--- EXERCISE AIM ---
Please repeat the lines below exactly. Begin with the line containing "let seen = self.shutdown_cond.generation();" and go on through the line containing "fn drop(&mut self)".

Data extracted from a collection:
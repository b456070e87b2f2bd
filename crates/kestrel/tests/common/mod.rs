#![allow(dead_code)]

use std::any::Any;
use std::sync::atomic::{AtomicU32, Ordering};
use std::sync::{Arc, Mutex};

use kestrel::{now_us, BusType, DevObj, DeviceError, DeviceId, DeviceResult, Driver};

/// ioctl: copy the driver's current sample counter into a `u32` argument.
pub const IOCTL_SAMPLE_COUNT: u32 = 1;

/// An I2C id unique per bus address.
pub fn i2c_id(address: u8) -> DeviceId {
    DeviceId::new(BusType::I2c, 0, address, 0x10)
}

/// Test sensor: counts fires, records fire timestamps, publishes every
/// sample.
pub struct CountingSensor {
    fires: Arc<AtomicU32>,
    stamps: Arc<Mutex<Vec<u64>>>,
    value: u32,
    config: u8,
}

pub fn counting_sensor() -> (Box<CountingSensor>, Arc<AtomicU32>, Arc<Mutex<Vec<u64>>>) {
    let fires = Arc::new(AtomicU32::new(0));
    let stamps = Arc::new(Mutex::new(Vec::new()));
    let sensor = Box::new(CountingSensor {
        fires: Arc::clone(&fires),
        stamps: Arc::clone(&stamps),
        value: 0,
        config: 0,
    });
    (sensor, fires, stamps)
}

impl Driver for CountingSensor {
    fn measure(&mut self, dev: &DevObj) {
        self.value = self.value.wrapping_add(1);
        self.fires.fetch_add(1, Ordering::SeqCst);
        self.stamps.lock().unwrap().push(now_us());
        dev.update_notify();
    }

    fn ioctl(&mut self, cmd: u32, arg: &mut dyn Any) -> DeviceResult<i32> {
        match cmd {
            IOCTL_SAMPLE_COUNT => {
                let out = arg
                    .downcast_mut::<u32>()
                    .ok_or(DeviceError::Unsupported)?;
                *out = self.value;
                Ok(0)
            }
            _ => Err(DeviceError::Unsupported),
        }
    }

    fn read(&mut self, buf: &mut [u8]) -> DeviceResult<usize> {
        let bytes = self.value.to_le_bytes();
        if buf.len() < bytes.len() {
            return Err(DeviceError::Unsupported);
        }
        buf[..bytes.len()].copy_from_slice(&bytes);
        Ok(bytes.len())
    }

    fn write(&mut self, buf: &[u8]) -> DeviceResult<usize> {
        if let Some(&first) = buf.first() {
            self.config = first;
        }
        Ok(buf.len())
    }

    fn as_any(&self) -> &dyn Any {
        self
    }

    fn as_any_mut(&mut self) -> &mut dyn Any {
        self
    }
}

impl CountingSensor {
    pub fn config(&self) -> u8 {
        self.config
    }
}

/// Minimal driver with no I/O overrides and no publishing.
pub struct SilentSensor;

impl Driver for SilentSensor {
    fn measure(&mut self, _dev: &DevObj) {}

    fn as_any(&self) -> &dyn Any {
        self
    }

    fn as_any_mut(&mut self) -> &mut dyn Any {
        self
    }
}
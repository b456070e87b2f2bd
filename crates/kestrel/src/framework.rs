//! Framework lifecycle: wiring and teardown of the dispatcher, the work
//! registry and the device registry.

use std::sync::atomic::{AtomicBool, Ordering};
use std::sync::Arc;

use kestrel_hrt::{HrtError, HrtWorkQueue, SyncObj, WorkMgr};
use thiserror::Error;

use crate::dev_mgr::DevMgr;

/// Initialization failures, tagged by the stage that failed.
#[derive(Debug, Error)]
pub enum FrameworkError {
    #[error("dispatcher start failed: {0}")]
    Dispatcher(#[source] HrtError),
}

/// Owning handle for one initialized framework instance.
///
/// Brings up the dispatcher thread, the work registry and the device
/// registry, and tears them down again on [`Framework::shutdown`] (or on
/// drop). Independent instances share nothing, so tests and embedders can
/// run several side by side.
pub struct Framework {
    queue: Arc<HrtWorkQueue>,
    work_mgr: Arc<WorkMgr>,
    dev_mgr: Arc<DevMgr>,
    shutdown_started: AtomicBool,
    shutdown_complete: AtomicBool,
    shutdown_cond: SyncObj,
}

impl Framework {
    /// Brings the framework up: dispatcher thread first, then the device and
    /// work registries wired to it.
    pub fn initialize() -> Result<Framework, FrameworkError> {
        let queue = HrtWorkQueue::start().map_err(FrameworkError::Dispatcher)?;
        let work_mgr = Arc::new(WorkMgr::new(Arc::clone(&queue)));
        let dev_mgr = DevMgr::new(Arc::clone(&work_mgr));
        tracing::info!("framework initialized");
        Ok(Framework {
            queue,
            work_mgr,
            dev_mgr,
            shutdown_started: AtomicBool::new(false),
            shutdown_complete: AtomicBool::new(false),
            shutdown_cond: SyncObj::new(),
        })
    }

    pub fn dev_mgr(&self) -> &Arc<DevMgr> {
        &self.dev_mgr
    }

    pub fn work_mgr(&self) -> &Arc<WorkMgr> {
        &self.work_mgr
    }

    pub fn work_queue(&self) -> &Arc<HrtWorkQueue> {
        &self.queue
    }

    /// Tears the framework down; best-effort, idempotent, never fails.
    ///
    /// Order: stop the dispatcher, join its thread, then drain the work and
    /// device registries, then signal shutdown completion.
    pub fn shutdown(&self) {
        if self.shutdown_started.swap(true, Ordering::SeqCst) {
            return;
        }
        self.queue.shutdown();
        self.queue.join();
        self.queue.clear_all();
        self.work_mgr.clear();
        self.dev_mgr.clear();
        tracing::info!("framework shut down");
        self.shutdown_complete.store(true, Ordering::SeqCst);
        self.shutdown_cond.signal();
    }

    /// Blocks until [`Framework::shutdown`] has completed (possibly on
    /// another thread).
    pub fn wait_for_shutdown(&self) {
        loop {
            let seen = self.shutdown_cond.generation();
            if self.shutdown_complete.load(Ordering::SeqCst) {
                return;
            }
            self.shutdown_cond.wait_past(seen, None);
        }
    }
}

impl Drop for Framework {
    fn drop(&mut self) {
        self.shutdown();
    }
}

--- SOLUTION TO THIS TASK ---
            let seen = self.shutdown_cond.generation();
            if self.shutdown_complete.load(Ordering::SeqCst) {
                return;
            }
            self.shutdown_cond.wait_past(seen, None);
        }
    }
}

impl Drop for Framework {
    fn drop(&mut self) {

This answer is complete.